◆ Collected data
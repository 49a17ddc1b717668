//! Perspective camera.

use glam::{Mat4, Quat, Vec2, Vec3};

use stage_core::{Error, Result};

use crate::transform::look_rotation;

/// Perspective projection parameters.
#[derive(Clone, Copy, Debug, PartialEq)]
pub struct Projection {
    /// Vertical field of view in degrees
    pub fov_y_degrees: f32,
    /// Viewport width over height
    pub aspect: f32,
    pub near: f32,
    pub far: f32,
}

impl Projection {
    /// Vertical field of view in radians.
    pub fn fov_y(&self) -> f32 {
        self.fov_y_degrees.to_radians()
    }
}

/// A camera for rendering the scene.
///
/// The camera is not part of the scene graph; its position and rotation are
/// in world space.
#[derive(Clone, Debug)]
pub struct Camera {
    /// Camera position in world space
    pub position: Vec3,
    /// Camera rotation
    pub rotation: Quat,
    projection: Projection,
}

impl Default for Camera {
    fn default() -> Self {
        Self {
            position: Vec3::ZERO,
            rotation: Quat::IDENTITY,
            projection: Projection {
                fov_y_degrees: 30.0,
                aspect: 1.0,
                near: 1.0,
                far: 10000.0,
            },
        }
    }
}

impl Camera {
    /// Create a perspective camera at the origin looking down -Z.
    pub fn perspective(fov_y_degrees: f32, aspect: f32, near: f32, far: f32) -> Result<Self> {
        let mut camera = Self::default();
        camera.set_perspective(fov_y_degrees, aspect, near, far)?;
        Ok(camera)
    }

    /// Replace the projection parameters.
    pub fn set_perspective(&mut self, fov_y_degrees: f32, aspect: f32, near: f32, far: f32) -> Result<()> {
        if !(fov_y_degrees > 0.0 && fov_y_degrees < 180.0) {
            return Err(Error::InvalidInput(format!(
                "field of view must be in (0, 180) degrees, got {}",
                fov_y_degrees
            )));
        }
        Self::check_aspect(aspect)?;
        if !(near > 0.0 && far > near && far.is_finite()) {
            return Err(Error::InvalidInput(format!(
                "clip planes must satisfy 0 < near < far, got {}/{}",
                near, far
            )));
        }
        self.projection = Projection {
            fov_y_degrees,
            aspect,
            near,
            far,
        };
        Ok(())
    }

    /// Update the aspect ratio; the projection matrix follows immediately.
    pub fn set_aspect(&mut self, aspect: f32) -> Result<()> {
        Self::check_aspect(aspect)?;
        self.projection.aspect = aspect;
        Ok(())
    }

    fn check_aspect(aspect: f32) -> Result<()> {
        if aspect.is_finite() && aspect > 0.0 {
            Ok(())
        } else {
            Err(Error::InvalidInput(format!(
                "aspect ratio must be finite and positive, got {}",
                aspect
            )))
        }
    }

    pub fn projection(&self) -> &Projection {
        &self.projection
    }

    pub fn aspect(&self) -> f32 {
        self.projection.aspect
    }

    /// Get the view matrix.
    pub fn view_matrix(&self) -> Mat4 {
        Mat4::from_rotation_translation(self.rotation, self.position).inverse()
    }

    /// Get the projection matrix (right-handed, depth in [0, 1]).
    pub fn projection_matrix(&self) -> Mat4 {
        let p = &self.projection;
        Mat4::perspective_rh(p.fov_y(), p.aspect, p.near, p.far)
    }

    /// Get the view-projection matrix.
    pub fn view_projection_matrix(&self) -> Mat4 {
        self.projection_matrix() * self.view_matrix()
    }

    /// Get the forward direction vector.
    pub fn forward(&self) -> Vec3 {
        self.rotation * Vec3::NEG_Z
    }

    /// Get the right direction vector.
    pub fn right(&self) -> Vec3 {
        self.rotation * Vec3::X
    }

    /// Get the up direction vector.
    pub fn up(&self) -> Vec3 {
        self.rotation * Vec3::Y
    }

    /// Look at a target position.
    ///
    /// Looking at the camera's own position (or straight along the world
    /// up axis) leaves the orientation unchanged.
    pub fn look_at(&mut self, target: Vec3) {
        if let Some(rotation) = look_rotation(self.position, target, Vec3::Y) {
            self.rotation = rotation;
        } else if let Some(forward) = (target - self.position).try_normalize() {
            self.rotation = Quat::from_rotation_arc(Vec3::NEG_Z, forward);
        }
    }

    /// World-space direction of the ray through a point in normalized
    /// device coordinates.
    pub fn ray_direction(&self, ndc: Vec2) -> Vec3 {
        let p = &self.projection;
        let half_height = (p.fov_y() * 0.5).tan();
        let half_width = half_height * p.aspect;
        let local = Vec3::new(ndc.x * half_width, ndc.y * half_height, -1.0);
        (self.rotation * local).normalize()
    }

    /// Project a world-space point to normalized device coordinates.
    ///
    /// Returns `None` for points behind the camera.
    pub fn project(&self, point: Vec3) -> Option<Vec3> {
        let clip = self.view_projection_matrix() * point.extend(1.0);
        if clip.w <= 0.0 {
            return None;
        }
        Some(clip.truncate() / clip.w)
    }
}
---
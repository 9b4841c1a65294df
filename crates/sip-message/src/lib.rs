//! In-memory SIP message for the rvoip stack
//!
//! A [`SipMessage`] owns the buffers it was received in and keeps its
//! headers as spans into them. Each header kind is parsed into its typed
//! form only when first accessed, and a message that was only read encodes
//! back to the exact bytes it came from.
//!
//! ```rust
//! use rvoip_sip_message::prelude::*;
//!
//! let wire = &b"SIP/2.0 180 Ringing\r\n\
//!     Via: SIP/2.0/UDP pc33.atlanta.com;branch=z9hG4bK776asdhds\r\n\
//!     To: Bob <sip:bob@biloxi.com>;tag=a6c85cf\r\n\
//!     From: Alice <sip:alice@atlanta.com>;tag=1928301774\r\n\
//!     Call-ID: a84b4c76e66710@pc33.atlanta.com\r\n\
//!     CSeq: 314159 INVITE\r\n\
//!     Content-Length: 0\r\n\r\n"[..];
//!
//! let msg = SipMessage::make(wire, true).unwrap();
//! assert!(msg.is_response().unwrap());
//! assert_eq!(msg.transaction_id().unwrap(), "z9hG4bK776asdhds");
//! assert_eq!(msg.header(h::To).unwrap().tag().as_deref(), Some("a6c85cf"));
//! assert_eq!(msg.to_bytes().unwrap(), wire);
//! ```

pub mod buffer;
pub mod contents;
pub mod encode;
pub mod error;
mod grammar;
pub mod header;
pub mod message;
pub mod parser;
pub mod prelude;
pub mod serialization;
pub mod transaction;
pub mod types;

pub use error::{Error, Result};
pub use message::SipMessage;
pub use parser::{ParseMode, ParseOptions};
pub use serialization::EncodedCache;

◆ TRY IT
A single number is the whole answer here: the number of lines in the data containing "unwrap".

◆ RESPONSE
5